Özgürlük Ve Bağımsızlık

Uzun süredir kazanan tarafız. Ve savaş verdikçe güçleniyoruz..

Vesayet kurumlarını yıktıkça özgürleştik. Terör örgütlerini temizledikçe güçleniyoruz.
Adım adım özgürlük ve bağımsızlık yolunda yürüyoruz. Hiç abartmıyorum. Milli, güçlü ve bağımsız bir ülke ancak böyle inşa edilir.
Ülke içinde devrim, dışarıdaysa savaş devam ediyor. Bunun adı varoluş mücadelesidir. Türkiye kavganın içinde sınıf atlıyor.
Her devrim süreci gibi sancılı. Zorlu.
Günler veya aylar değil, yıllar hatta on yıllar boyunca sürecek.
Bakmayın zaman zaman yaşadığımız sıkıntılara. Bunlar işin doğası gereği. Hiçbir özgürlük kolay kazanılmaz. Hiçbir bağımsızlık maliyetsiz olmaz.
Türkiye’ye dair sıkıntılarımız neydi?
İçeride vesayet kurumları vardı.
Dışarıda Batı’ya bağımlıydık.
Doksanlı yıllarda Türkiye “yırtılmış bir ülke”ydi. Yönetici elitlerle halk arasında muazzam bir fark vardı. Vatandaşın beklentileri değil bürokratik vesayetin çıkarları belirliyordu ülke siyasetini.
Dışarıya bağımlıydık. NATO’ya, IMF’ye, AB’ye. Onların izni olmadan adım atamazdık.
İç siyasetimizi bile dizayn ediyorlardı. Bakan gönderiyorlardı, Kemal Derviş gibi. Darbe tezgahlıyorlardı, “kendi çocuklarıyla.” Önce vesayet kurumları yıkıldı.
Teker teker. Ordu’dan, yargıya bütün bürokratik vesayet kurumlarıyla mücadele edildi.
Bu kurumlardaki vesayetler yıkıldıkça yerine FETÖ gibi yeni vesayet kurumları çıkmaya teşebbüs etti. Onlar da temizlendi. Şimdi kurumları millileştiriyoruz.
Artık kendi çıkarlarını değil milletin çıkarlarını savunacak şekilde kurgulanacak. Bu da kolay değil.
Zaman alır.
AK Parti öncülüğünde ve farklı siyasi grupların desteğiyle yıkıldı vesayet. Fakat o siyasi gruplar AK Parti’nin ve onu kuran toplumsal tabanın sırtına binmeye çalıştı.
Binemeyenler devrimin karşısına geçti. Onlar da devre dışı bırakıldı teker teker. Ve devrim süreci gerçekten yerli ve milli bir hal aldı.

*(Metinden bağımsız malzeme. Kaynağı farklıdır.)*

use vtkio::model::CellType;

/// Vertex count of the only supported cell shape.
pub const QUAD_VERTICES: usize = 4;

/// Leading nodal variables that hold the spatial coordinates (z and r in the usual exports).
pub const DEFAULT_COORDINATE_COLUMNS: usize = 2;

/// Cell shapes understood by the connectivity reader.
#[derive(Debug, Clone, Copy, PartialEq, Eq)]
pub enum CellTopology {
    Quad,                                   // Four-node quadrilateral (FEQUADRILATERAL zones)
}

impl CellTopology {
    pub fn vertex_count(&self) -> usize {
        match self {
            CellTopology::Quad => QUAD_VERTICES,
        }
    }

    pub fn eltype_vtk(&self) -> CellType {   // converts the cell topology to its VTK cell type
        match self {
            CellTopology::Quad => CellType::Quad,
        }
    }
}

/// What to do with a data token that is not a decimal number.
#[derive(Debug, Clone, Copy, PartialEq, Eq, Default)]
pub enum NumericPolicy {
    #[default]
    Strict,                                 // Fail the frame with ParseError::NumericParse
    ZeroFill,                               // Store 0.0 and count the substitution
}

/// Conventions of the tool that produced the export, made explicit.
#[derive(Debug, Clone, PartialEq)]
pub struct FrameLayout {
    pub coordinate_columns: usize,          // Leading nodal variables used as coordinates
    pub topology: CellTopology,             // Shape of every cell in the zone
    pub numeric_policy: NumericPolicy,      // Handling of malformed numeric tokens
}

impl Default for FrameLayout {
    fn default() -> Self {
        FrameLayout {
            coordinate_columns: DEFAULT_COORDINATE_COLUMNS,
            topology: CellTopology::Quad,
            numeric_policy: NumericPolicy::Strict,
        }
    }
}

impl FrameLayout {
    pub fn with_coordinate_columns(mut self, coordinate_columns: usize) -> Self {
        self.coordinate_columns = coordinate_columns;
        self
    }

    pub fn with_numeric_policy(mut self, numeric_policy: NumericPolicy) -> Self {
        self.numeric_policy = numeric_policy;
        self
    }

    pub fn vertices_per_cell(&self) -> usize {
        self.topology.vertex_count()
    }
}

/// Where a variable's values live.
#[derive(Debug, Clone, Copy, PartialEq, Eq)]
pub enum VariableRole {
    Nodal,                                  // Defined at mesh vertices
    CellNative,                             // Defined at cell centers in the file
    Derived,                                // Coordinates, recomputed at cell centers
}

#[derive(Debug, Clone, PartialEq)]
pub struct Variable {
    pub name: String,
    pub role: VariableRole,
}

/// Node/cell counts and the cell-centered variable range from a ZONE line.
///
/// Both indices are 0-based and inclusive. An empty cell range is encoded as
/// `last_cell_var_index + 1 == first_cell_var_index`.
#[derive(Debug, Clone, Copy, PartialEq, Eq)]
pub struct ZoneMeta {
    pub node_count: usize,
    pub cell_count: usize,
    pub first_cell_var_index: usize,
    pub last_cell_var_index: usize,
}

impl ZoneMeta {
    pub fn num_node_vars(&self) -> usize {
        self.first_cell_var_index
    }

    /// Cell-centered variables actually present in the file.
    pub fn num_cell_native_vars(&self) -> usize {
        (self.last_cell_var_index + 1).saturating_sub(self.first_cell_var_index)
    }

    /// Columns of the cell block: derived coordinates followed by the native cell variables.
    pub fn num_cell_vars(&self, coordinate_columns: usize) -> usize {
        self.num_cell_native_vars() + coordinate_columns
    }

    pub fn num_interp_vars(&self, coordinate_columns: usize) -> usize {
        self.num_node_vars() + self.num_cell_vars(coordinate_columns) - coordinate_columns
    }

    /// Lines of data the header promises after the ZONE line: one per nodal value, one per
    /// native cell value and one connectivity line per cell. `None` if the count overflows.
    pub fn data_line_count(&self) -> Option<usize> {
        let nodal = self.node_count.checked_mul(self.num_node_vars())?;
        let cells = self.cell_count.checked_mul(self.num_cell_native_vars())?;
        nodal.checked_add(cells)?.checked_add(self.cell_count)
    }
}

/// Column-major array of `rows x columns` values, one column per variable.
#[derive(Debug, Clone, PartialEq)]
pub struct Block {
    rows: usize,
    columns: usize,
    values: Vec<f64>,
}

impl Block {
    pub fn zeros(rows: usize, columns: usize) -> Self {
        Block { rows, columns, values: vec![0.0; rows * columns] }
    }

    /// Wraps values already laid out column by column.
    pub fn from_column_major(rows: usize, columns: usize, values: Vec<f64>) -> Self {
        debug_assert_eq!(values.len(), rows * columns);
        Block { rows, columns, values }
    }

    /// New block with `count` zero columns in front of the existing ones.
    pub fn with_leading_zero_columns(self, count: usize) -> Self {
        let mut values = vec![0.0; self.rows * count];
        values.extend_from_slice(&self.values);
        Block { rows: self.rows, columns: self.columns + count, values }
    }

    pub fn rows(&self) -> usize {
        self.rows
    }

    pub fn columns(&self) -> usize {
        self.columns
    }

    pub fn values(&self) -> &[f64] {
        &self.values
    }

    pub fn values_mut(&mut self) -> &mut [f64] {
        &mut self.values
    }

    pub fn column(&self, column: usize) -> &[f64] {
        &self.values[column * self.rows..(column + 1) * self.rows]
    }

    pub fn get(&self, row: usize, column: usize) -> f64 {
        self.values[column * self.rows + row]
    }

    pub fn set(&mut self, row: usize, column: usize, value: f64) {
        self.values[column * self.rows + row] = value;
    }

    /// Indices of columns whose values are all exactly zero.
    pub fn zero_columns(&self) -> Vec<usize> {
        (0..self.columns)
            .filter(|&j| self.rows > 0 && self.column(j).iter().all(|&v| v == 0.0))
            .collect()
    }
}

/// Per-cell vertex lists, stored row-major with a fixed vertex count per cell.
#[derive(Debug, Clone, PartialEq)]
pub struct Connectivity {
    vertices_per_cell: usize,
    indices: Vec<usize>,                    // 0-based node indices
}

impl Connectivity {
    pub fn new(vertices_per_cell: usize, indices: Vec<usize>) -> Self {
        debug_assert!(vertices_per_cell > 0 && indices.len() % vertices_per_cell == 0);
        Connectivity { vertices_per_cell, indices }
    }

    pub fn vertices_per_cell(&self) -> usize {
        self.vertices_per_cell
    }

    pub fn num_cells(&self) -> usize {
        self.indices.len() / self.vertices_per_cell
    }

    pub fn cell(&self, cell: usize) -> &[usize] {
        &self.indices[cell * self.vertices_per_cell..(cell + 1) * self.vertices_per_cell]
    }

    pub fn indices(&self) -> &[usize] {
        &self.indices
    }
}

/// Normalized inverse-distance weights, one per connectivity slot.
#[derive(Debug, Clone, PartialEq)]
pub struct Weights {
    vertices_per_cell: usize,
    values: Vec<f64>,
}

impl Weights {
    pub fn new(vertices_per_cell: usize, values: Vec<f64>) -> Self {
        debug_assert!(vertices_per_cell > 0 && values.len() % vertices_per_cell == 0);
        Weights { vertices_per_cell, values }
    }

    pub fn num_cells(&self) -> usize {
        self.values.len() / self.vertices_per_cell
    }

    pub fn cell(&self, cell: usize) -> &[f64] {
        &self.values[cell * self.vertices_per_cell..(cell + 1) * self.vertices_per_cell]
    }

    pub fn values(&self) -> &[f64] {
        &self.values
    }
}

/// Center and weights of a single cell.
#[derive(Debug, Clone, PartialEq)]
pub struct CellGeometry {
    pub center: Vec<f64>,                   // One value per coordinate column
    pub weights: Vec<f64>,                  // One value per vertex, summing to 1
}

/// One fully decoded and interpolated snapshot.
#[derive(Debug, Clone, PartialEq)]
pub struct Frame {
    pub title: String,
    pub variables: Vec<Variable>,           // Declared variables with their roles
    pub zone: ZoneMeta,
    pub layout: FrameLayout,
    pub nodal_names: Vec<String>,           // Columns of `nodal`
    pub cell_names: Vec<String>,            // Columns of `cells`: coordinates then native cell variables
    pub interpolated_names: Vec<String>,    // Columns of `interpolated`
    pub nodal: Block,                       // node_count x num_node_vars
    pub cells: Block,                       // cell_count x num_cell_vars
    pub connectivity: Connectivity,
    pub weights: Weights,
    pub interpolated: Block,                // cell_count x num_interp_vars
    pub substituted_values: usize,          // Tokens replaced by 0.0 under NumericPolicy::ZeroFill
}

impl Frame {
    pub fn num_nodes(&self) -> usize {
        self.zone.node_count
    }

    pub fn num_cells(&self) -> usize {
        self.zone.cell_count
    }

    /// Interpolated columns that carry no information.
    pub fn zero_interpolated_columns(&self) -> Vec<usize> {
        self.interpolated.zero_columns()
    }

    pub fn summary(&self) -> String {
        format!(
            "{} nodes, {} cells, {} nodal / {} cell-centered variables -> {} interpolated columns",
            self.zone.node_count,
            self.zone.cell_count,
            self.zone.num_node_vars(),
            self.zone.num_cell_native_vars(),
            self.interpolated.columns(),
        )
    }
}

#[cfg(test)]
mod tests {
    use super::*;

    #[test]
    fn test_zone_meta_column_counts() {
        let zone = ZoneMeta { node_count: 4, cell_count: 1, first_cell_var_index: 3, last_cell_var_index: 5 };
        assert_eq!(zone.num_node_vars(), 3);
        assert_eq!(zone.num_cell_native_vars(), 3);
        assert_eq!(zone.num_cell_vars(2), 5);
        assert_eq!(zone.num_interp_vars(2), 6);
    }

    #[test]
    fn test_zone_meta_empty_cell_range() {
        let zone = ZoneMeta { node_count: 4, cell_count: 1, first_cell_var_index: 3, last_cell_var_index: 2 };
        assert_eq!(zone.num_cell_native_vars(), 0);
        assert_eq!(zone.num_cell_vars(2), 2);
        assert_eq!(zone.num_interp_vars(2), 3);
    }

    #[test]
    fn test_zone_meta_data_line_count() {
        let zone = ZoneMeta { node_count: 9, cell_count: 4, first_cell_var_index: 3, last_cell_var_index: 4 };
        assert_eq!(zone.data_line_count(), Some(27 + 8 + 4));

        let huge_cells = ZoneMeta { cell_count: usize::MAX, ..zone };
        assert_eq!(huge_cells.data_line_count(), None);
        let huge_nodes = ZoneMeta { node_count: usize::MAX / 2, ..zone };
        assert_eq!(huge_nodes.data_line_count(), None);
    }

    #[test]
    fn test_leading_zero_columns() {
        let native = Block::from_column_major(2, 1, vec![3.0, 4.0]);
        let cells = native.with_leading_zero_columns(2);
        assert_eq!(cells.columns(), 3);
        assert_eq!(cells.values(), &[0.0, 0.0, 0.0, 0.0, 3.0, 4.0]);

        let bare = Block::from_column_major(5, 0, Vec::new()).with_leading_zero_columns(0);
        assert_eq!(bare.rows(), 5);
        assert!(bare.values().is_empty());
    }

    #[test]
    fn test_block_is_column_major() {
        let mut block = Block::zeros(3, 2);
        block.set(0, 1, 7.0);
        block.set(2, 0, 1.5);
        assert_eq!(block.values(), &[0.0, 0.0, 1.5, 7.0, 0.0, 0.0]);
        assert_eq!(block.column(1), &[7.0, 0.0, 0.0]);
        assert_eq!(block.get(2, 0), 1.5);
        assert_eq!(block.zero_columns(), Vec::<usize>::new());

        let empty = Block::zeros(2, 3);
        assert_eq!(empty.zero_columns(), vec![0, 1, 2]);
    }

    #[test]
    fn test_layout_builders() {
        let layout = FrameLayout::default()
            .with_coordinate_columns(3)
            .with_numeric_policy(NumericPolicy::ZeroFill);
        assert_eq!(layout.coordinate_columns, 3);
        assert_eq!(layout.numeric_policy, NumericPolicy::ZeroFill);
        assert_eq!(layout.vertices_per_cell(), QUAD_VERTICES);
        assert_eq!(FrameLayout::default().numeric_policy, NumericPolicy::Strict);
    }

    #[test]
    fn test_connectivity_rows() {
        let conn = Connectivity::new(QUAD_VERTICES, vec![0, 1, 2, 3, 1, 4, 5, 2]);
        assert_eq!(conn.num_cells(), 2);
        assert_eq!(conn.cell(1), &[1, 4, 5, 2]);
    }
}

Bunun yanında dış baskı da var.
Türkiye’nin Batı’ya olan bağımlılığını sürdürmek isteyenler Türkiye’yi terbiye etmek istedi.
Türkiye razı olmadı. Baş kaldırdı.
Üzerine terör örgütlerini saldılar.
Şimdi de onlarla savaşıyoruz. Bu da bağımsızlık yolunun bir parçası.
Kaçmak yok.
Bağımsızlık mücadelesi de zorunlu.
Türkiye’ye dayatılan güvenlik sorunlarını birer birer aşıyoruz.
Bu da çok yorucu. Ne kadar fazla örgütle savaştık? PKK, FETÖ, DEAŞ, ve diğerleri. Hepsini birer birer temizledik. Türkiye’nin güç kazanmasını engelleyen bu örgütler ortadan kalktıkça Türkiye diplomatik alanda daha da güçlenecek ve daha bağımsız bir hal alacak.
PKK ülke içinde eylem yapamaz hale geldi. Hendekler temizlendi.
Devletin içine sızmış olan FETÖ ayıklandı. DEAŞ sınırımızdan atıldı.
Sınır güvenliği kuruldu.
Şimdi sırada PKK’nın türevi PYD var. Ona da başladık. Şimdi de onu temizliyoruz. Afrin ilk adımı. Münbiç iki. Fırat’ın doğusu üç.
Bitmek tükenmek bilmiyor diye düşünebilirsiniz. Doğrudur.
Bağımsızlık güç gerektirir. Güç mücadele demektir.
Ayrıca Türkiye güçlendikçe düşmanı da artacaktır. Ama önemli olan şu. Artık yerimizde saymıyoruz.
Uzun süredir kazanan tarafız.
Ve savaş verdikçe güçleniyoruz.
Türkiye’ye saldıranlar bitmeyecek. Ama önemli olan kazanmak.
Daha doğrusu kaybetmemek.
Özgürlük ve bağımsızlığın bedeli ödendi ve ödenecek.